Saba Samushia

Personal information
- Full name: Saba Samushia
- Date of birth: 7 November 2006 (age 19)
- Place of birth: Zugdidi, Georgia
- Height: 1.82 m (6 ft 0 in)
- Position: Winger

Team information
- Current team: Gimnàstic Manresa

Youth career
- –2024: Dinamo Tbilisi
- 2023–2024: → Anorthosis Famagusta (loan)

Senior career*
- Years: Team / Apps / (Gls)
- 2023–2024: Dinamo Tbilisi-2 / 5 / (0)
- 2024–2025: Dinamo Tbilisi / 9 / (0)
- 2025–2026: Rio Ave / 0 / (0)
- 2026–: Gimnàstic Manresa / 0 / (0)

International career^{‡}
- 2022: Georgia U17 / 1 / (0)
- 2023–2025: Georgia U19 / 22 / (4)

= Saba Samushia =

Georgian footballer

Saba Samushia (საბა სამუშია; born 7 November 2006) is a Georgian professional footballer who plays as a winger for Spanish club Gimnàstic Manresa. He is a youth international for Georgia.

==Club career==
A youth product of Dinamo Tbilisi academy, Samushia made his senior debut with 2nd division club Dinamo Tbilisi-2 as a half-time substitute in a 3–2 home loss to Merani Martvili on 26 April 2023.

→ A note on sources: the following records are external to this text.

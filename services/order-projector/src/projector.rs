//! Event projector
//!
//! Folds order events into a [`Snapshot`]. The projector holds only its
//! configuration; all state is in the snapshot the caller passes in and gets
//! back. Applying a batch in one call and applying the same events one at a
//! time produce identical snapshots.
//!
//! Per event:
//! - `Created` → open, unless the id is already known (duplicate, no-op).
//!   A terminal event buffered for the id is applied right away.
//! - `Filled` / `Cancelled` → move the open order to its terminal bucket.
//!   Already terminal: no-op, the first terminal event wins. Unknown id:
//!   buffered until the creation event arrives.
//! - Malformed input is skipped and recorded as a diagnostic.
//!
//! After every applied event the ledger clock advances and pending terminal
//! events older than the retention window are dropped as unresolved.

use tracing::{debug, info, warn};
use types::order::Order;

use crate::config::{ConfigError, ProjectorConfig};
use crate::diagnostics::{Diagnostic, UnresolvedReason};
use crate::events::{DomainEvent, Terminal};
use crate::snapshot::Snapshot;
use crate::validation::ProjectorInput;

/// Stateless fold of order events into snapshots.
#[derive(Debug, Clone, Default)]
pub struct Projector {
    config: ProjectorConfig,
}

impl Projector {
    /// Create a projector, rejecting configurations that would drop every
    /// buffered terminal event.
    pub fn new(config: ProjectorConfig) -> Result<Self, ConfigError> {
        config.validate()?;
        debug!(
            pending_retention_secs = config.pending_retention_secs,
            max_pending = config.max_pending,
            "Projector initialized"
        );
        Ok(Self { config })
    }

    /// Create a projector with default configuration.
    pub fn with_defaults() -> Self {
        Self::default()
    }

    pub fn config(&self) -> &ProjectorConfig {
        &self.config
    }

    /// Apply events in order to `snapshot` and return the result.
    ///
    /// Never fails: malformed events and unresolvable terminal events end up
    /// in [`Snapshot::diagnostics`].
    pub fn apply<I>(&self, mut snapshot: Snapshot, events: I) -> Snapshot
    where
        I: IntoIterator,
        I::Item: ProjectorInput,
    {
        for event in events {
            self.apply_one(&mut snapshot, event);
        }
        snapshot
    }

    /// Rebuild a snapshot from a full history.
    pub fn replay<I>(&self, events: I) -> Snapshot
    where
        I: IntoIterator,
        I::Item: ProjectorInput,
    {
        let snapshot = self.apply(Snapshot::new(), events);
        info!(
            open = snapshot.open_orders().len(),
            filled = snapshot.filled_orders().len(),
            cancelled = snapshot.cancelled_orders().len(),
            pending = snapshot.pending_terminals().len(),
            diagnostics = snapshot.diagnostics().len(),
            "Full replay projected"
        );
        snapshot
    }

    /// Advance the ledger clock to `now` without a new event, expiring stale
    /// pending terminal events.
    pub fn expire_pending(&self, mut snapshot: Snapshot, now: i64) -> Snapshot {
        snapshot.advance_clock(now);
        self.expire(&mut snapshot);
        snapshot
    }

    fn apply_one<E: ProjectorInput>(&self, snapshot: &mut Snapshot, input: E) {
        let order_id = input.order_hint();
        let kind = input.kind_hint();

        let event = match input.into_domain(self.config.amount_format) {
            Ok(event) => event,
            Err(error) => {
                warn!(
                    order_id = ?order_id,
                    kind = kind.map(|k| k.label()),
                    error = %error,
                    "Rejecting malformed event"
                );
                snapshot.record(Diagnostic::Rejected {
                    order_id,
                    kind,
                    error,
                });
                return;
            }
        };

        let timestamp = event.ledger_timestamp();
        if let Some(last) = snapshot.last_ledger_timestamp() {
            if timestamp < last {
                debug!(
                    order_id = %event.order_id(),
                    timestamp,
                    last,
                    "Event older than ledger clock"
                );
            }
        }

        match event {
            DomainEvent::Created(order) => self.on_created(snapshot, order),
            DomainEvent::Filled(fill) => self.on_terminal(snapshot, Terminal::Filled(fill)),
            DomainEvent::Cancelled(cancel) => {
                self.on_terminal(snapshot, Terminal::Cancelled(cancel))
            }
        }

        snapshot.advance_clock(timestamp);
        self.expire(snapshot);
    }

    fn on_created(&self, snapshot: &mut Snapshot, order: Order) {
        let id = order.id;

        if let Some(existing) = snapshot.order(id) {
            if existing == &order {
                debug!(order_id = %id, "Dropping duplicate creation");
            } else {
                warn!(order_id = %id, "Creation conflicts with known order, keeping first");
                let diagnostic = Diagnostic::ConflictingCreation { order_id: id };
                if !snapshot.diagnostics().contains(&diagnostic) {
                    snapshot.record(diagnostic);
                }
            }
            return;
        }

        debug!(order_id = %id, creator = %order.creator, "Order opened");
        snapshot.insert_open(order);

        if let Some(terminal) = snapshot.pending_mut().take(id) {
            debug!(
                order_id = %id,
                kind = terminal.kind().label(),
                "Applying buffered terminal event"
            );
            self.transition(snapshot, terminal);
        }
    }

    fn on_terminal(&self, snapshot: &mut Snapshot, terminal: Terminal) {
        let id = terminal.order_id();

        if snapshot.open_orders().contains_key(&id) {
            self.transition(snapshot, terminal);
            return;
        }

        if snapshot.contains_order(id) {
            debug!(
                order_id = %id,
                kind = terminal.kind().label(),
                "Order already terminal, ignoring"
            );
            return;
        }

        let kind = terminal.kind();
        if !snapshot.pending_mut().insert(terminal) {
            debug!(order_id = %id, kind = kind.label(), "Terminal event already pending");
            return;
        }

        debug!(order_id = %id, kind = kind.label(), "Buffering terminal event for unknown order");
        let evicted = snapshot
            .pending_mut()
            .evict_over_capacity(self.config.max_pending);
        for terminal in evicted {
            self.report_unresolved(snapshot, terminal, UnresolvedReason::CapacityExceeded);
        }
    }

    /// Move an open order into its terminal bucket.
    fn transition(&self, snapshot: &mut Snapshot, terminal: Terminal) {
        let id = terminal.order_id();
        let moved = match terminal {
            Terminal::Filled(fill) => snapshot.fill_open(fill),
            Terminal::Cancelled(cancel) => snapshot.cancel_open(cancel),
        };
        if moved {
            debug!(order_id = %id, "Order closed");
        }
    }

    fn expire(&self, snapshot: &mut Snapshot) {
        let Some(now) = snapshot.last_ledger_timestamp() else {
            return;
        };
        let cutoff = now.saturating_sub(self.config.pending_retention_secs);
        let expired = snapshot.pending_mut().expire_before(cutoff);
        for terminal in expired {
            self.report_unresolved(snapshot, terminal, UnresolvedReason::RetentionExpired);
        }
    }

    fn report_unresolved(&self, snapshot: &mut Snapshot, terminal: Terminal, reason: UnresolvedReason) {
        warn!(
            order_id = %terminal.order_id(),
            kind = terminal.kind().label(),
            reason = ?reason,
            "Dropping unresolved terminal event"
        );
        snapshot.record(Diagnostic::Unresolved {
            order_id: terminal.order_id(),
            kind: terminal.kind(),
            ledger_timestamp: terminal.ledger_timestamp(),
            reason,
        });
    }
}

The next year, Samushia played for Dinamo's three teams. Apart from featuring for the reserve team, he also made a substantial impact on Dinamo's yet another triumph in the U19 League and made 13 appearances for the senior team, including on UEFA Conference League. At the end of this season, Samushia was selected by the Georgian Football Federation as U19 Player of the Year.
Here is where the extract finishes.